If you are looking to buy a home in Chicago or the collar counties (Cook, Dupage, Will, Lake and McHenry), FHA financing may be a terrific fit for your needs. The mortgage market has changed recently. Not long ago there were all sorts of programs for buyers with little or no money for a down payment, even whether their credit history was spotty. Things have changed. Lenders have tightened their guidelines, and most of these programs have vanished. At one time, FHA was the only option whether you wanted to buy but were strapped for cash. History is repeating itself and whether you know how it works, FHA can make the dwhetherference between buying a house now, and renting for another year.
FHA loans are federally incertaind mortgages targeted toward increasing home ownership for people with moderate incomes. In the Chicago area you can get a mortgage up to the limit of $275,200 (Higher for a 2-4 flat). Because this is typically a 3% down payment loan, this means a purchase price of around $280,000. This figure changes every year, and many experts expect that the limit will be raised considerably in order to make up for the loss of so many other financing options.
Some of the reasons FHA may be right for you include:
A common sense approach to credit. FHA doesnt require perfect credit. If you have had problems in your past, they will want to know what happened and what you have done to right the problems. A few isolated late pays are no problem. If it is something bigger, they generally require a twelve months of good credit history.
Past bankruptcies are OK. If you are looking at conferenceal loans, they will require that you wait at least 3 years after a bankruptcy was discharged. FHA allows a new loan after 2 years, one year whether you can show that the circumstances that led to the bankruptcy were beyond your control (medical problems, loss of job or similar situations). You will have to re-set up credit, and show that you can afford the new payment.
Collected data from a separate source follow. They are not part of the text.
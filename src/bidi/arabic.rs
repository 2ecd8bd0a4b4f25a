//! Arabic contextual glyph selection.
//!
//! Maps each Arabic letter to the presentation form matching its joining
//! context (isolated, final, initial, medial) and folds lam followed by an
//! alef into the mandatory ligature. Characters outside the table pass
//! through unchanged, which also leaves existing presentation forms alone.

/// Joining behavior of a letter.
#[derive(Debug, Clone, Copy, PartialEq, Eq)]
enum Joining {
    /// Connects on both sides
    Dual,
    /// Connects only to the preceding letter
    Right,
    /// Never connects (hamza)
    None,
    /// Tatweel: connects on both sides, has no forms of its own
    Causing,
}

/// Presentation forms: isolated, final, initial, medial.
#[derive(Debug, Clone, Copy)]
struct Forms {
    joining: Joining,
    isolated: char,
    fin: Option<char>,
    initial: Option<char>,
    medial: Option<char>,
}

const fn dual(iso: u32) -> Forms {
    Forms {
        joining: Joining::Dual,
        isolated: to_char(iso),
        fin: Some(to_char(iso + 1)),
        initial: Some(to_char(iso + 2)),
        medial: Some(to_char(iso + 3)),
    }
}

const fn right(iso: u32) -> Forms {
    Forms {
        joining: Joining::Right,
        isolated: to_char(iso),
        fin: Some(to_char(iso + 1)),
        initial: None,
        medial: None,
    }
}

const fn to_char(code: u32) -> char {
    match char::from_u32(code) {
        Some(c) => c,
        None => '\u{FFFD}',
    }
}

fn forms(c: char) -> Option<Forms> {
    let forms = match c {
        '\u{0621}' => Forms {
            joining: Joining::None,
            isolated: '\u{FE80}',
            fin: None,
            initial: None,
            medial: None,
        },
        '\u{0622}' => right(0xFE81),
        '\u{0623}' => right(0xFE83),
        '\u{0624}' => right(0xFE85),
        '\u{0625}' => right(0xFE87),
        '\u{0626}' => dual(0xFE89),
        '\u{0627}' => right(0xFE8D),
        '\u{0628}' => dual(0xFE8F),
        '\u{0629}' => right(0xFE93),
        '\u{062A}' => dual(0xFE95),
        '\u{062B}' => dual(0xFE99),
        '\u{062C}' => dual(0xFE9D),
        '\u{062D}' => dual(0xFEA1),
        '\u{062E}' => dual(0xFEA5),
        '\u{062F}' => right(0xFEA9),
        '\u{0630}' => right(0xFEAB),
        '\u{0631}' => right(0xFEAD),
        '\u{0632}' => right(0xFEAF),
        '\u{0633}' => dual(0xFEB1),
        '\u{0634}' => dual(0xFEB5),
        '\u{0635}' => dual(0xFEB9),
        '\u{0636}' => dual(0xFEBD),
        '\u{0637}' => dual(0xFEC1),
        '\u{0638}' => dual(0xFEC5),
        '\u{0639}' => dual(0xFEC9),
        '\u{063A}' => dual(0xFECD),
        '\u{0640}' => Forms {
            joining: Joining::Causing,
            isolated: '\u{0640}',
            fin: Some('\u{0640}'),
            initial: Some('\u{0640}'),
            medial: Some('\u{0640}'),
        },
        '\u{0641}' => dual(0xFED1),
        '\u{0642}' => dual(0xFED5),
        '\u{0643}' => dual(0xFED9),
        '\u{0644}' => dual(0xFEDD),
        '\u{0645}' => dual(0xFEE1),
        '\u{0646}' => dual(0xFEE5),
        '\u{0647}' => dual(0xFEE9),
        '\u{0648}' => right(0xFEED),
        '\u{0649}' => right(0xFEEF),
        '\u{064A}' => dual(0xFEF1),
        // Persian and Urdu letters
        '\u{067E}' => dual(0xFB56),
        '\u{0686}' => dual(0xFB7A),
        '\u{0698}' => right(0xFB8A),
        '\u{06A9}' => dual(0xFB8E),
        '\u{06AF}' => dual(0xFB92),
        '\u{06BA}' => right(0xFB9E),
        '\u{06C1}' => dual(0xFBA6),
        '\u{06CC}' => dual(0xFBFC),
        '\u{06D2}' => right(0xFBAE),
        _ => return None,
    };
    Some(forms)
}

/// Harakat and other marks that do not affect joining.
fn is_transparent(c: char) -> bool {
    matches!(c, '\u{0610}'..='\u{061A}' | '\u{064B}'..='\u{065F}' | '\u{0670}' | '\u{06D6}'..='\u{06ED}')
}

/// Lam-alef ligature (isolated, final) for an alef variant.
fn lam_alef(alef: char) -> Option<(char, char)> {
    match alef {
        '\u{0622}' => Some(('\u{FEF5}', '\u{FEF6}')),
        '\u{0623}' => Some(('\u{FEF7}', '\u{FEF8}')),
        '\u{0625}' => Some(('\u{FEF9}', '\u{FEFA}')),
        '\u{0627}' => Some(('\u{FEFB}', '\u{FEFC}')),
        _ => None,
    }
}

fn joins_forward(c: char) -> bool {
    matches!(
        forms(c).map(|f| f.joining),
        Some(Joining::Dual | Joining::Causing)
    )
}

fn joins_backward(c: char) -> bool {
    matches!(
        forms(c).map(|f| f.joining),
        Some(Joining::Dual | Joining::Right | Joining::Causing)
    )
}

/// Select contextual presentation forms for every Arabic letter in `text`.
pub fn reshape(text: &str) -> String {
    reshape_mapped(text).0
}

/// Reshape `text` and report where each input char landed.
///
/// The map holds, for every char offset of the input plus its end, the char
/// offset in the output where that char starts. An alef folded into a
/// lam-alef ligature maps past the ligature and its marks, so it owns no
/// output of its own.
pub(crate) fn reshape_mapped(text: &str) -> (String, Vec<usize>) {
    let chars: Vec<char> = text.chars().collect();
    let mut out = String::with_capacity(text.len());
    let mut map = Vec::with_capacity(chars.len() + 1);
    let mut written = 0;

    let neighbor = |from: usize, forward: bool| -> Option<char> {
        if forward {
            chars[from + 1..].iter().copied().find(|c| !is_transparent(*c))
        } else {
            chars[..from].iter().rev().copied().find(|c| !is_transparent(*c))
        }
    };

    let mut i = 0;
    while i < chars.len() {
        let c = chars[i];
        let Some(f) = forms(c) else {
            map.push(written);
            out.push(c);
            written += 1;
            i += 1;
            continue;
        };

        let prev = neighbor(i, false);
        let joined_before = f.joining != Joining::None
            && prev.map(joins_forward).unwrap_or(false);

        if c == '\u{0644}' {
            let marks = chars[i + 1..].iter().take_while(|m| is_transparent(**m)).count();
            let alef = i + 1 + marks;
            if let Some((iso, fin)) = chars.get(alef).copied().and_then(lam_alef) {
                map.push(written);
                out.push(if joined_before { fin } else { iso });
                written += 1;
                for mark in &chars[i + 1..alef] {
                    map.push(written);
                    out.push(*mark);
                    written += 1;
                }
                map.push(written);
                i = alef + 1;
                continue;
            }
        }

        let joined_after = matches!(f.joining, Joining::Dual | Joining::Causing)
            && neighbor(i, true).map(joins_backward).unwrap_or(false);

        let glyph = match (joined_before, joined_after) {
            (true, true) => f.medial.or(f.fin),
            (true, false) => f.fin,
            (false, true) => f.initial,
            (false, false) => None,
        }
        .unwrap_or(f.isolated);

        map.push(written);
        out.push(glyph);
        written += 1;
        i += 1;
    }
    map.push(written);

    (out, map)
}

/// Check if `text` already holds Arabic presentation forms.
pub fn has_presentation_forms(text: &str) -> bool {
    text.chars()
        .any(|c| matches!(c, '\u{FB50}'..='\u{FDFF}' | '\u{FE70}'..='\u{FEFF}'))
}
Low and in some cases, no down payment. Conventional loans normally require a minimum of 5% for a down payment. FHA only requires 3%, but this can be structured so you are not using any of your own money at all. One way to do this is through a gwhethert from a family member. Another way is by using a grant program (Nehemiah and AmeriDream are two of the biggest).
Here is how it works. FHA allows a seller concession of up to 6% of the purchase price. When you negotiate the contract with the seller, you would ask for a concession on the price upfront — the amount will generally be between three and a half to four percent of the price (more whether you want to build in closing costs, too). Three percent will go for the down payment; the rest goes to pay for the organizations administrative costs. The seller agrees to give this negotiated concession to the grant supplyr at the closing table, and they in turn give a “grant” to you for your down payment. This is all done on paper and no money really changes hands.
These are just a few of the advantages of FHA financing. Whether this is the best option for you depends on your goals and your personal situation. But for many buyers this is the best way to buy a home in todays market.
Pete Thompson is a long time resident of the Chicago area, and has been a mortgage loan officer specializing in helping first-time home buyers since 1992. Go to http://www.ptmortgage.com for a Free copy of The Real World Home Buyer’s Guide How to save thousands when buying a home and getting a mortgage.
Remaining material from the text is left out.